Карпенко усмехнулся.
— Сейчас везде звери, не ошибешься.
Он выбрал из груды смертоносных железок «НРС-2», привычно подкинул на ладони, разворачивая клинком то в одну, то в другую сторону. На вид обычный штык-нож к первой, еще не модернизированной модели Калашникова, но в рукоятку вмонтировано стреляющее устройство под спецпатрон. Если не знать этого наверняка, то о секрете никогда не догадаешься, так и будешь вертеть нож в руках, удивляясь, зачем вдоль ручки идет заглубленная стальная полоса и чему служит крохотный рычажок, разворачивающийся на сто восемьдесят градусов и открывающий при этом красную точку.
— Знакомы с этой штукой?
Самсонов покачал головой, четверо товарищей повторили его жест. Ничего удивительного: «энэрэсы» использовались только специальными подразделениями ГРУ и до недавнего времени были тщательно засекречены.
— Тогда смотрите…
Карпенко повернул хромированную головку рукоятки, потянул и вытащил блестящий полый цилиндр диаметром около сантиметра и длиной не больше пяти.
— Это патронник, тут же ствол, — пояснил генерал. — Точнее, не ствол, а направляющий канал, он задает пуле определенную траекторию, но не разгоняет ее… А где спецпатроны?

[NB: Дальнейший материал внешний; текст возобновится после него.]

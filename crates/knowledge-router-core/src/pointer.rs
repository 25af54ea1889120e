use serde::{Deserialize, Serialize};

use crate::SectionRef;

/// Literal marker appended to truncated text.
#[must_use]
pub fn truncation_marker(reference: &SectionRef) -> String {
    format!("... [TRUNCATED. Full content in {reference}]")
}

#[derive(Debug, Clone, Serialize, Deserialize, Eq, PartialEq)]
pub struct ChunkedContent {
    pub content: String,
    pub truncated: bool,
    pub original_chars: usize,
    /// `file_id#section_id` of the full section, set only when truncated.
    #[serde(skip_serializing_if = "Option::is_none")]
    pub pointer: Option<String>,
}

/// Cap `text` at `max_chunk_chars` characters (not bytes).
///
/// Text at or under the budget is returned as-is. Longer text keeps exactly its
/// first `max_chunk_chars` characters followed by [`truncation_marker`].
#[must_use]
pub fn truncate_section_text(text: &str, max_chunk_chars: usize, reference: &SectionRef) -> ChunkedContent {
    let original_chars = text.chars().count();
    if original_chars <= max_chunk_chars {
        return ChunkedContent { content: text.to_string(), truncated: false, original_chars, pointer: None };
    }

    let cut = text.char_indices().nth(max_chunk_chars).map_or(text.len(), |(offset, _)| offset);
    let mut content = text[..cut].to_string();
    content.push_str(&truncation_marker(reference));
    ChunkedContent { content, truncated: true, original_chars, pointer: Some(reference.to_string()) }
}
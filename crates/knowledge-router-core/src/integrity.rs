use std::collections::BTreeSet;

use serde::{Deserialize, Serialize};

use crate::text::normalize_terms;
use crate::{KnowledgePack, RouterError, SectionRef};

#[derive(Debug, Clone, Serialize, Deserialize, Eq, PartialEq)]
pub struct RuleTarget {
    pub rule_index: usize,
    pub section: SectionRef,
}

/// Load-time health probe for one Knowledge Pack.
///
/// Everything except `orphan_sections` blocks serving.
#[derive(Debug, Clone, Default, Serialize, Deserialize, Eq, PartialEq)]
pub struct IntegrityReport {
    pub toc_sections: usize,
    pub content_sections: usize,
    pub manifest_errors: Vec<String>,
    pub broken_pointers: Vec<SectionRef>,
    pub duplicate_file_ids: Vec<String>,
    pub duplicate_section_ids: Vec<SectionRef>,
    pub dangling_rule_targets: Vec<RuleTarget>,
    pub invalid_rules: Vec<String>,
    pub orphan_sections: Vec<SectionRef>,
}

impl IntegrityReport {
    #[must_use]
    pub fn is_servable(&self) -> bool {
        self.manifest_errors.is_empty()
            && self.broken_pointers.is_empty()
            && self.duplicate_file_ids.is_empty()
            && self.duplicate_section_ids.is_empty()
            && self.dangling_rule_targets.is_empty()
            && self.invalid_rules.is_empty()
    }

    #[must_use]
    pub fn fatal_messages(&self) -> Vec<String> {
        let mut messages = self.manifest_errors.clone();
        messages.extend(
            self.broken_pointers
                .iter()
                .map(|reference| format!("toc pointer {reference} has no content section")),
        );
        messages.extend(
            self.duplicate_file_ids.iter().map(|file_id| format!("file_id {file_id} is declared twice")),
        );
        messages.extend(
            self.duplicate_section_ids
                .iter()
                .map(|reference| format!("section {reference} is declared twice")),
        );
        messages.extend(self.dangling_rule_targets.iter().map(|target| {
            format!(
                "disambiguation rule {} prefers missing section {}",
                target.rule_index, target.section
            )
        }));
        messages.extend(self.invalid_rules.iter().cloned());
        messages
    }
}

fn push_duplicates<T, I>(values: I, duplicates: &mut Vec<T>)
where
    T: Ord + Clone,
    I: IntoIterator<Item = T>,
{
    let mut seen = BTreeSet::new();
    for value in values {
        if !seen.insert(value.clone()) && !duplicates.contains(&value) {
            duplicates.push(value);
        }
    }
}

/// Probe every pointer the pack declares against its content.
#[must_use]
pub fn check_integrity(pack: &KnowledgePack) -> IntegrityReport {
    let mut report = IntegrityReport {
        toc_sections: pack.toc.files.iter().map(|file| file.sections.len()).sum(),
        content_sections: pack.section_count(),
        ..IntegrityReport::default()
    };

    if let Err(err) = pack.manifest.validate() {
        report.manifest_errors.push(err.to_string());
    }

    push_duplicates(pack.toc.files.iter().map(|file| file.file_id.clone()), &mut report.duplicate_file_ids);
    push_duplicates(
        pack.content.iter().map(|file| file.file_id.clone()),
        &mut report.duplicate_file_ids,
    );
    push_duplicates(pack.toc.refs(), &mut report.duplicate_section_ids);
    push_duplicates(
        pack.content.iter().flat_map(|file| {
            file.sections.iter().map(|section| SectionRef::new(&file.file_id, &section.section_id))
        }),
        &mut report.duplicate_section_ids,
    );

    let content_refs = pack
        .content
        .iter()
        .flat_map(|file| {
            file.sections.iter().map(|section| SectionRef::new(&file.file_id, &section.section_id))
        })
        .collect::<BTreeSet<_>>();
    let toc_refs = pack.toc.refs().collect::<BTreeSet<_>>();

    report.broken_pointers = toc_refs.difference(&content_refs).cloned().collect();
    report.orphan_sections = content_refs.difference(&toc_refs).cloned().collect();

    for (rule_index, rule) in pack.toc.disambiguation_rules.iter().enumerate() {
        if rule.trigger_terms.is_empty() {
            report
                .invalid_rules
                .push(format!("disambiguation rule {rule_index} has no trigger terms"));
        }
        for term in &rule.trigger_terms {
            if normalize_terms(term).is_empty() {
                report.invalid_rules.push(format!(
                    "disambiguation rule {rule_index} trigger term {term:?} has no word characters"
                ));
            }
        }
        if !rule.boost.is_finite() || rule.boost <= 0.0 {
            report.invalid_rules.push(format!(
                "disambiguation rule {rule_index} boost MUST be finite and > 0, got {}",
                rule.boost
            ));
        }
        for preferred in &rule.preferred_sections {
            if !toc_refs.contains(preferred) {
                report
                    .dangling_rule_targets
                    .push(RuleTarget { rule_index, section: preferred.clone() });
            }
        }
    }

    report
}

/// Run [`check_integrity`] and refuse packs that must not be served.
///
/// # Errors
/// Returns [`RouterError::Integrity`] listing every fatal defect.
pub fn ensure_servable(pack: &KnowledgePack) -> Result<IntegrityReport, RouterError> {
    let report = check_integrity(pack);
    if report.is_servable() {
        return Ok(report);
    }

    let messages = report.fatal_messages();
    tracing::error!(
        dataset_id = %pack.manifest.dataset_id,
        defects = messages.len(),
        "knowledge pack failed integrity check"
    );
    Err(RouterError::Integrity(messages.join("; ")))
}
use std::fmt::{Debug, Formatter};
use std::sync::Arc;

use crate::citation::generation_id;
use crate::integrity::check_integrity;
use crate::lookup::{exact_hits, Gated, LookupOutcome, LookupResult, RouteResult, TopResult};
use crate::{
    CallerAttributes, CorpusIndex, IntegrityReport, KnowledgePack, Manifest, PolicyDecision,
    PolicyGate, PolicySummary, RouterConfig, RouterError, RoutingTrace, SectionRouter,
};

/// Everything needed to answer queries for one pack generation.
///
/// Immutable once loaded. A new pack means a new snapshot.
pub struct RouterSnapshot {
    generation_id: String,
    namespace: String,
    config: RouterConfig,
    index: Arc<CorpusIndex>,
    router: Box<dyn SectionRouter>,
    policy: PolicyGate,
    integrity: IntegrityReport,
}

impl Debug for RouterSnapshot {
    fn fmt(&self, f: &mut Formatter<'_>) -> std::fmt::Result {
        f.debug_struct("RouterSnapshot")
            .field("generation_id", &self.generation_id)
            .field("namespace", &self.namespace)
            .field("backend", &self.config.backend)
            .field("sections", &self.index.len())
            .finish_non_exhaustive()
    }
}

impl RouterSnapshot {
    /// Validate `config` and `pack`, index the pack, and wire up the router and gate.
    ///
    /// # Errors
    /// Returns [`RouterError::Config`] for invalid scoring settings and
    /// [`RouterError::Integrity`] when the pack must not be served.
    pub fn load(pack: KnowledgePack, config: &RouterConfig) -> Result<Self, RouterError> {
        config.validate()?;
        let generation_id = generation_id(&pack)?;
        let integrity = check_integrity(&pack);
        let namespace =
            config.namespace.clone().unwrap_or_else(|| pack.manifest.dataset_id.clone());
        let policy = PolicyGate::new(pack.toc.security.clone());

        let index = Arc::new(CorpusIndex::build(pack)?);
        let router = config.backend.build(Arc::clone(&index), config);

        tracing::debug!(
            generation_id = %generation_id,
            sections = index.len(),
            orphans = integrity.orphan_sections.len(),
            backend = config.backend.as_str(),
            "router snapshot loaded"
        );

        Ok(Self { generation_id, namespace, config: config.clone(), index, router, policy, integrity })
    }

    #[must_use]
    pub fn generation_id(&self) -> &str {
        &self.generation_id
    }

    #[must_use]
    pub fn namespace(&self) -> &str {
        &self.namespace
    }

    #[must_use]
    pub fn config(&self) -> &RouterConfig {
        &self.config
    }

    #[must_use]
    pub fn manifest(&self) -> &Manifest {
        self.index.manifest()
    }

    #[must_use]
    pub fn index(&self) -> &CorpusIndex {
        &self.index
    }

    #[must_use]
    pub fn integrity(&self) -> &IntegrityReport {
        &self.integrity
    }

    /// Run the gate for `caller`; routing only happens once it allows.
    fn admit<T>(&self, caller: &CallerAttributes, release: impl FnOnce() -> T) -> Gated<T> {
        let decision = self.policy.enforce_caller(caller);
        if decision.allowed {
            Gated::Granted(release())
        } else {
            Gated::Denied(decision)
        }
    }

    /// Full ranking with section text, for callers the gate admits.
    #[must_use]
    pub fn route_query(&self, caller: &CallerAttributes, query: &str) -> Gated<RouteResult> {
        self.admit(caller, || {
            let sections = self.router.route_query(query);
            RouteResult { query: query.to_string(), count: sections.len(), sections }
        })
    }

    #[must_use]
    pub fn get_top_section(&self, caller: &CallerAttributes, query: &str) -> Gated<TopResult> {
        self.admit(caller, || TopResult {
            query: query.to_string(),
            top: self.router.get_top_section(query),
        })
    }

    #[must_use]
    pub fn get_routing_trace(&self, caller: &CallerAttributes, query: &str) -> Gated<RoutingTrace> {
        self.admit(caller, || self.router.get_routing_trace(query))
    }

    #[must_use]
    pub fn enforce(
        &self,
        user_region: Option<&str>,
        user_has_phi_clearance: bool,
        user_has_pii_clearance: bool,
    ) -> PolicyDecision {
        self.policy.enforce(user_region, user_has_phi_clearance, user_has_pii_clearance)
    }

    #[must_use]
    pub fn get_policy_summary(&self) -> PolicySummary {
        self.policy.policy_summary()
    }

    /// Policy-gated exact lookup.
    ///
    /// The gate runs before routing; a denied caller gets only the decision.
    /// `max_chunk_chars` falls back to the configured budget.
    ///
    /// # Errors
    /// Returns [`RouterError::Validation`] when `max_chunk_chars` is zero.
    pub fn lookup_exact(
        &self,
        caller: &CallerAttributes,
        query: &str,
        max_chunk_chars: Option<usize>,
    ) -> Result<LookupOutcome, RouterError> {
        let max_chunk_chars = max_chunk_chars.unwrap_or(self.config.max_chunk_chars);
        if max_chunk_chars == 0 {
            return Err(RouterError::Validation("max_chunk_chars MUST be >= 1".to_string()));
        }

        Ok(self.admit(caller, || {
            let trace = self.router.get_routing_trace(query);
            let results = exact_hits(&trace, &self.index, &self.namespace, max_chunk_chars);
            tracing::debug!(
                generation_id = %self.generation_id,
                fired_rules = trace.fired_rules.len(),
                count = results.len(),
                "exact lookup served"
            );
            LookupResult { query: query.to_string(), max_chunk_chars, count: results.len(), results, trace }
        }))
    }
}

Королев отыскал нужную коробочку. Спецпатроны по виду тоже напоминали автоматные и отличались от обычных внутренним устройством. Вместо пороха они содержали химический заряд, способный воспламеняться без доступа воздуха. Расширяясь, газы бросали вперед герметично пригнанный поршень, который выталкивал пулю и запирал горлышко гильзы, не выпуская наружу ни одной молекулы.
Генерал вставил патрон в цилиндр и вернул стреляющее устройство на место. Теперь бойцы по-другому смотрели на черный кружок резиновой диафрагмы в торце рукоятки — под ней таилась бесшумная смерть.
— Взводим боевую пружину, — Карпенко до щелчка оттянул в сторону заглубленную стальную полоску, и она тут же вернулась на место, не мешая ладони крепко удерживать нож.
— Выводим в боевое положение гашетку… — Развернувшись на оси, изогнутая деталька отошла от рукоятки, удобно ложась под большой палец.
— Выключаем предохранитель…
Он повернул крохотный рычажок, и теперь открывшаяся красная точка была предельно красноречивой.
— Здесь есть простейшее прицельное устройство, — Карпенко двумя руками поднял нож на уровень глаз. — Прорезь в упоре-ограничителе и выступ на головке рукоятки. По инструкции прицельная дальность двадцать пять метров. Но я не советую без крайней необходимости стрелять на такой дистанции…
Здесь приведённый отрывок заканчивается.